# How soon after birth is too soon to go back to school full time?



## thebigfam (Dec 15, 2009)

So... I am due the middle of January, but I think little one will be born early January. I am a full time student with one semester left for my degree. I looked at the calender for spring and school starts the 10th. Even best case scenario that is one week from birth. My teachers said they will be flexible and I have a room to pump in. I usually go 2 days a week all day but I can go partial days Monday through Thursday if I want to. Is this crazy? I had serious supply issues with DD and nursing is far more important to me. What do you all think?

Big Momma


----------



## Marissamom (Dec 17, 2009)

I personally couldn't have handled school within a week of giving birth, I loved having the entire summer to be home with DD before going back. I do have a friend who had a baby mid-semester, and finished the semester out though. everyone is different. would you be able to take the baby with you to class? or if you would have time and space to pump, would someone be able to bring the baby by to nurse?


----------



## Super~Single~Mama (Sep 23, 2008)

I went back to school 10 days after giving birth. It was really hard. Luckily, BF'ing wasn't hard for us at all so that wasn't affected at all.

I personally would opt for M-Th short days, but if you can take classes online to be home more that might be good too (although I've heard that keeping up in online classes is hard).

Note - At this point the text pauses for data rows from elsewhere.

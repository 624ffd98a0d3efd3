/// Runtime settings, read from the environment (a `.env` file is loaded first by `main`).
#[derive(Debug, Clone, PartialEq, Eq)]
pub struct AppConfig {
    pub database_url: String,
    pub bind_addr: String,
    pub db_max_connections: u32,
    pub apply_schema: bool,
}

const DEFAULT_DATABASE_URL: &str = "postgres://localhost/painel";
const DEFAULT_BIND_ADDR: &str = "127.0.0.1:8080";
const DEFAULT_MAX_CONNECTIONS: u32 = 5;

impl Default for AppConfig {
    fn default() -> Self {
        Self {
            database_url: DEFAULT_DATABASE_URL.to_string(),
            bind_addr: DEFAULT_BIND_ADDR.to_string(),
            db_max_connections: DEFAULT_MAX_CONNECTIONS,
            apply_schema: false,
        }
    }
}

impl AppConfig {
    pub fn from_env() -> Self {
        Self::from_lookup(|key| std::env::var(key).ok())
    }

    /// Build from any key lookup; blank values count as unset.
    pub fn from_lookup<F>(lookup: F) -> Self
    where
        F: Fn(&str) -> Option<String>,
    {
        let get = |key: &str| lookup(key).map(|v| v.trim().to_string()).filter(|v| !v.is_empty());

        let db_max_connections = match get("DB_MAX_CONNECTIONS") {
            None => DEFAULT_MAX_CONNECTIONS,
            Some(raw) => match raw.parse::<u32>() {
                Ok(n) if n > 0 => n,
                _ => {
                    log::warn!(
                        "Invalid DB_MAX_CONNECTIONS '{raw}', using {DEFAULT_MAX_CONNECTIONS}"
                    );
                    DEFAULT_MAX_CONNECTIONS
                }
            },
        };

        let apply_schema = get("APPLY_SCHEMA")
            .map(|v| matches!(v.to_ascii_lowercase().as_str(), "1" | "true" | "yes" | "on"))
            .unwrap_or(false);

        Self {
            database_url: get("DATABASE_URL").unwrap_or_else(|| DEFAULT_DATABASE_URL.to_string()),
            bind_addr: get("BIND_ADDR").unwrap_or_else(|| DEFAULT_BIND_ADDR.to_string()),
            db_max_connections,
            apply_schema,
        }
    }
}
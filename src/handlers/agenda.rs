use actix_web::{web, HttpResponse};

use crate::views::{derived, read, AppState};

/// GET /api/agenda-items - Cross-meeting agenda rollup, filtered.
pub async fn list(state: web::Data<AppState>) -> HttpResponse {
    let spec = state.filters.snapshot();
    let view = read(&state.agenda);
    HttpResponse::Ok().json(view.envelope(|items| derived::agenda(items, &spec)))
}
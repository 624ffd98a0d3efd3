use std::collections::HashMap;

use sqlx::PgPool;

use super::types::*;

/// Meetings joined down to responsible parties, newest meeting first.
///
/// LEFT JOINs keep meetings without agenda items and actions without owners;
/// the territory join is INNER because every meeting belongs to one.
const MEETING_TREE_SELECT: &str = "\
SELECT r.id_reuniao AS meeting_id, \
       r.data AS meeting_date, \
       r.hora::TEXT AS meeting_time, \
       r.secretario_nome AS facilitator, \
       t.nome AS territory, \
       p.id_pauta AS agenda_id, \
       p.descricao AS agenda_description, \
       a.id_acao AS action_id, \
       a.problema AS problem, \
       a.descricao_acao AS action_description, \
       a.solucao AS solution, \
       a.prazo AS deadline, \
       a.status AS status, \
       ar.id_responsavel AS responsible_id, \
       resp.nome AS responsible_name \
FROM reunioes r \
JOIN territorios t ON t.id_territorio = r.id_territorio \
LEFT JOIN pautas p ON p.id_reuniao = r.id_reuniao \
LEFT JOIN acoes a ON a.id_pauta = p.id_pauta \
LEFT JOIN acao_responsavel ar ON ar.id_acao = a.id_acao \
LEFT JOIN responsaveis resp ON resp.id_responsavel = ar.id_responsavel \
ORDER BY r.data DESC, r.id_reuniao, p.id_pauta, a.id_acao, resp.nome";

/// Fetch every meeting with its agenda items, actions and responsible parties.
pub async fn fetch_tree(pool: &PgPool) -> Result<Vec<RawMeeting>, sqlx::Error> {
    let rows = sqlx::query_as::<_, FlatRow>(MEETING_TREE_SELECT)
        .fetch_all(pool)
        .await?;
    Ok(assemble_tree(rows))
}

/// Fold flat join rows back into the nested meeting shape.
///
/// Meetings keep first-seen order. A NULL agenda or action id means the LEFT
/// JOIN found no child at that level; the parent is still emitted.
pub fn assemble_tree(rows: Vec<FlatRow>) -> Vec<RawMeeting> {
    let mut meetings: Vec<RawMeeting> = Vec::new();
    let mut meeting_idx: HashMap<i64, usize> = HashMap::new();
    let mut agenda_idx: HashMap<(i64, i64), usize> = HashMap::new();
    let mut action_idx: HashMap<(i64, i64, i64), usize> = HashMap::new();

    for row in rows {
        let mi = match meeting_idx.get(&row.meeting_id) {
            Some(&i) => i,
            None => {
                meetings.push(RawMeeting {
                    id: row.meeting_id,
                    territory: row.territory.clone(),
                    date: row.meeting_date,
                    time: row.meeting_time.clone(),
                    facilitator: row.facilitator.clone(),
                    agenda_items: Vec::new(),
                });
                meeting_idx.insert(row.meeting_id, meetings.len() - 1);
                meetings.len() - 1
            }
        };

        let Some(agenda_id) = row.agenda_id else { continue };
        let meeting = &mut meetings[mi];
        let ai = match agenda_idx.get(&(row.meeting_id, agenda_id)) {
            Some(&i) => i,
            None => {
                meeting.agenda_items.push(RawAgendaItem {
                    id: agenda_id,
                    description: row.agenda_description.clone(),
                    actions: Vec::new(),
                });
                let i = meeting.agenda_items.len() - 1;
                agenda_idx.insert((row.meeting_id, agenda_id), i);
                i
            }
        };

        let Some(action_id) = row.action_id else { continue };
        let agenda = &mut meeting.agenda_items[ai];
        let key = (row.meeting_id, agenda_id, action_id);
        let xi = match action_idx.get(&key) {
            Some(&i) => i,
            None => {
                agenda.actions.push(RawAction {
                    id: action_id,
                    problem: row.problem.clone(),
                    description: row.action_description.clone(),
                    solution: row.solution.clone(),
                    deadline: row.deadline,
                    status: row.status.clone(),
                    responsible: Vec::new(),
                });
                let i = agenda.actions.len() - 1;
                action_idx.insert(key, i);
                i
            }
        };

        if row.responsible_id.is_some() {
            agenda.actions[xi].responsible.push(row.responsible_name);
        }
    }

    meetings
}

#[cfg(test)]
mod tests {
    use super::*;
    use chrono::NaiveDate;

    fn date(s: &str) -> NaiveDate {
        NaiveDate::parse_from_str(s, "%Y-%m-%d").unwrap()
    }

    fn row(meeting_id: i64, d: &str) -> FlatRow {
        FlatRow {
            meeting_id,
            meeting_date: date(d),
            territory: Some("Centro".into()),
            ..Default::default()
        }
    }

    #[test]
    fn meeting_without_children_is_kept() {
        let tree = assemble_tree(vec![row(1, "2025-03-01")]);
        assert_eq!(tree.len(), 1);
        assert!(tree[0].agenda_items.is_empty());
    }

    #[test]
    fn responsible_rows_collapse_into_one_action() {
        let base = FlatRow {
            agenda_id: Some(10),
            agenda_description: Some("Saúde".into()),
            action_id: Some(100),
            status: Some("Pendente".into()),
            ..row(1, "2025-03-01")
        };
        let rows = vec![
            FlatRow { responsible_id: Some(1), responsible_name: Some("Ana".into()), ..base.clone() },
            FlatRow { responsible_id: Some(2), responsible_name: Some("Bruno".into()), ..base.clone() },
            FlatRow { responsible_id: Some(3), responsible_name: None, ..base },
        ];
        let tree = assemble_tree(rows);
        let actions = &tree[0].agenda_items[0].actions;
        assert_eq!(actions.len(), 1);
        assert_eq!(
            actions[0].responsible,
            vec![Some("Ana".to_string()), Some("Bruno".to_string()), None]
        );
    }

    #[test]
    fn action_without_owner_has_no_responsible_entries() {
        let r = FlatRow { agenda_id: Some(10), action_id: Some(100), ..row(1, "2025-03-01") };
        let tree = assemble_tree(vec![r]);
        assert!(tree[0].agenda_items[0].actions[0].responsible.is_empty());
    }

    #[test]
    fn preserves_fetch_order_of_meetings() {
        let rows = vec![
            row(2, "2025-05-01"),
            FlatRow { agenda_id: Some(1), ..row(1, "2025-04-01") },
            FlatRow { agenda_id: Some(2), ..row(1, "2025-04-01") },
        ];
        let tree = assemble_tree(rows);
        assert_eq!(tree.iter().map(|m| m.id).collect::<Vec<_>>(), vec![2, 1]);
        assert_eq!(tree[1].agenda_items.len(), 2);
    }

    #[test]
    fn same_action_under_two_meetings_keeps_both_paths() {
        let rows = vec![
            FlatRow { agenda_id: Some(1), action_id: Some(7), ..row(1, "2025-04-01") },
            FlatRow { agenda_id: Some(2), action_id: Some(7), ..row(2, "2025-03-01") },
        ];
        let tree = assemble_tree(rows);
        assert_eq!(tree.len(), 2);
        assert_eq!(tree[0].agenda_items[0].actions[0].id, 7);
        assert_eq!(tree[1].agenda_items[0].actions[0].id, 7);
    }
}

If you know your professors, can you talk to them (and the department chairs) to work out when you absolutely have to be in class? As in, come back to classes 2-3weeks after giving birth, while keeping up with notes and assignments online? You can also contact Student Affairs (or dean of students) first to see what your rights are as far as excused absences after giving birth. You should plan for the unexpected - like, worst case scenario you need a c/s and then you really won't be able to go back right away - even after a normal birth a week would be too fast, but a c/s? Forget it. Definitely talk to student affairs, dean of students, and all your professors.


----------



## sarahr (Mar 29, 2007)

There is no way my brain would have been ready to function at a level needed to go to school so soon after birth. Between hormones and sleep deprivation and being distracted by staring at the baby, it would not have worked for me. But I suppose if you're really motivated, anything is possible.


----------



## rcr (Jul 29, 2008)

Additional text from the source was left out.